- **Materials provided**:

--- START ---

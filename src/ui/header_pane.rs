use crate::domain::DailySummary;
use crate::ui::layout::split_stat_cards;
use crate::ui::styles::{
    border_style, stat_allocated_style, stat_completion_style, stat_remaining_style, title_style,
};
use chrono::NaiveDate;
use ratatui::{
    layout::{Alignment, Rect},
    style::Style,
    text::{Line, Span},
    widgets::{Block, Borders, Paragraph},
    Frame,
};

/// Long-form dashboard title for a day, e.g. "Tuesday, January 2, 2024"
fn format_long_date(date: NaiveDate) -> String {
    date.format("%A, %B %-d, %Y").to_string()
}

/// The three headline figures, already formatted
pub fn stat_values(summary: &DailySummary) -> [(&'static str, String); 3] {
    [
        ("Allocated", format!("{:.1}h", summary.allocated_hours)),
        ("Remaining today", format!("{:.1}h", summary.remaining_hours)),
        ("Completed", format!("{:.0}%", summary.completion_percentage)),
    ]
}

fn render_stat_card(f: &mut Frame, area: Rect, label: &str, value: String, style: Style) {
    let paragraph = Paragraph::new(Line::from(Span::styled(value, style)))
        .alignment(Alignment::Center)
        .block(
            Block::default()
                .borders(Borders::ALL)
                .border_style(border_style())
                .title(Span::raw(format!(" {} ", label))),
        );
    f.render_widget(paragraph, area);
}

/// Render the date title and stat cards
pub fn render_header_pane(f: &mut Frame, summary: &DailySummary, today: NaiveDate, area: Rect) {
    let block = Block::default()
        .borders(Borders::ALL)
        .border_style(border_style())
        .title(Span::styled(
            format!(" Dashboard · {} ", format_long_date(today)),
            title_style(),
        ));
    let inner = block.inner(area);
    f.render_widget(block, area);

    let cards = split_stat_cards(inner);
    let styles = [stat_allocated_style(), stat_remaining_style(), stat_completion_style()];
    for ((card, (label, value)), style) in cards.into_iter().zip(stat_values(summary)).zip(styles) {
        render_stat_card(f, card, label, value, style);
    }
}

--- END ---

- **Your assignment**: A verbatim copy of the records above should be returned.

- **Reply**:
filename src/ui/header_pane.rs
use crate::domain::DailySummary;
use crate::ui::layout::split_stat_cards;
use crate::ui::styles::{
    border_style, stat_allocated_style, stat_completion_style, stat_remaining_style, title_style,
};
use chrono::NaiveDate;
use ratatui::{
    layout::{Alignment, Rect},
    style::Style,
    text::{Line, Span},
    widgets::{Block, Borders, Paragraph},
    Frame,
};

/// Long-form dashboard title for a day, e.g. "Tuesday, January 2, 2024"
fn format_long_date(date: NaiveDate) -> String {
    date.format("%A, %B %-d, %Y").to_string()
}

/// The three headline figures, already formatted
pub fn stat_values(summary: &DailySummary) -> [(&'static str, String); 3] {
    [
        ("Allocated", format!("{:.1}h", summary.allocated_hours)),
        ("Remaining today", format!("{:.1}h", summary.remaining_hours)),
        ("Completed", format!("{:.0}%", summary.completion_percentage)),
    ]
}

fn render_stat_card(f: &mut Frame, area: Rect, label: &str, value: String, style: Style) {
    let paragraph = Paragraph::new(Line::from(Span::styled(value, style)))
        .alignment(Alignment::Center)
        .block(
            Block::default()
                .borders(Borders::ALL)
                .border_style(border_style())
                .title(Span::raw(format!(" {} ", label))),
        );
    f.render_widget(paragraph, area);
}

/// Render the date title and stat cards
pub fn render_header_pane(f: &mut Frame, summary: &DailySummary, today: NaiveDate, area: Rect) {
    let block = Block::default()
        .borders(Borders::ALL)
        .border_style(border_style())
        .title(Span::styled(
            format!(" Dashboard · {} ", format_long_date(today)),
            title_style(),
        ));
    let inner = block.inner(area);
    f.render_widget(block, area);

    let cards = split_stat_cards(inner);
    let styles = [stat_allocated_style(), stat_remaining_style(), stat_completion_style()];
    for ((card, (label, value)), style) in cards.into_iter().zip(stat_values(summary)).zip(styles) {
        render_stat_card(f, card, label, value, style);
    }
}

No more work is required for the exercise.